And in fact, I will argue that this looks like it worked great: yes, someone--and of course, likely many people working in shadowy areas of organized crime, arms dealers, and government contractors--figured it out in hours, and they could have been malicious and used it to attack others. But the real question is then how many such attackers you enable and what their goals are. If you publish an exploit as open source code along with the tool (which some people have done in the past :/), you allow almost any idiot "end" developer to become an attacker: millions of people at low effort instead of thousands or hopefully even only hundreds (when combined with incentives, not just ability).
If you publish a closed source binary with obfuscation--one which is restricted to a limited usage profile (like if nothing else it isn't in the right UI form to "trick" someone into triggering it, or where what it ostensibly "does" is too blatantly noticeable) you limit the number of people who both have the time and incentives to work out the vulnerability and then rebuild a stable exploit for it (which is hard) down to a small number of people, almost none of whom (including the attackers) who are then incentivized to publish a blog post (or certainly code) until at least months after it gets fixed (as was the case here).

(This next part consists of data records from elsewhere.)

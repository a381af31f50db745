use crate::config::Preferences;
use crate::model::SnowEvent;

/// Whether an event needs shoveling, with a human-readable reason.
#[derive(Debug, Clone, PartialEq)]
pub struct ShovelAssessment {
    pub action_required: bool,
    pub reason: String,
}

/// Decide whether `event` needs shoveling. Compared on accumulation only;
/// below the minimum threshold is strict, at or above the urgent
/// threshold is urgent.
pub fn assess_event(event: &SnowEvent, prefs: &Preferences) -> ShovelAssessment {
    if event.accumulation < prefs.min_snow_threshold {
        ShovelAssessment {
            action_required: false,
            reason: format!(
                "Only {:.1}\" expected (below {}\" threshold)",
                event.accumulation, prefs.min_snow_threshold
            ),
        }
    } else if event.accumulation >= prefs.urgent_threshold {
        ShovelAssessment {
            action_required: true,
            reason: format!(
                "URGENT: {:.1}\" expected (above {}\" urgent threshold)",
                event.accumulation, prefs.urgent_threshold
            ),
        }
    } else {
        ShovelAssessment {
            action_required: true,
            reason: format!(
                "{:.1}\" expected (above {}\" threshold)",
                event.accumulation, prefs.min_snow_threshold
            ),
        }
    }
}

And so, as someone who had been sitting in the core of this community--where everyone is wearing a grey hat, the vendors are the "bad guys", and "responsible disclosure" is being complicit in a dystopia--and dealing with these ethical challenges for a decade, my personal opinion is "please never ever drop a zero day on the world without it being a closed source obfuscated binary" unless you want to drop the barrier to entry so low that you have creepy software engineers quickly using the exploit against their ex-spouse as opposed to "merely" advanced attackers using the vulnerability for corporate or government espionage.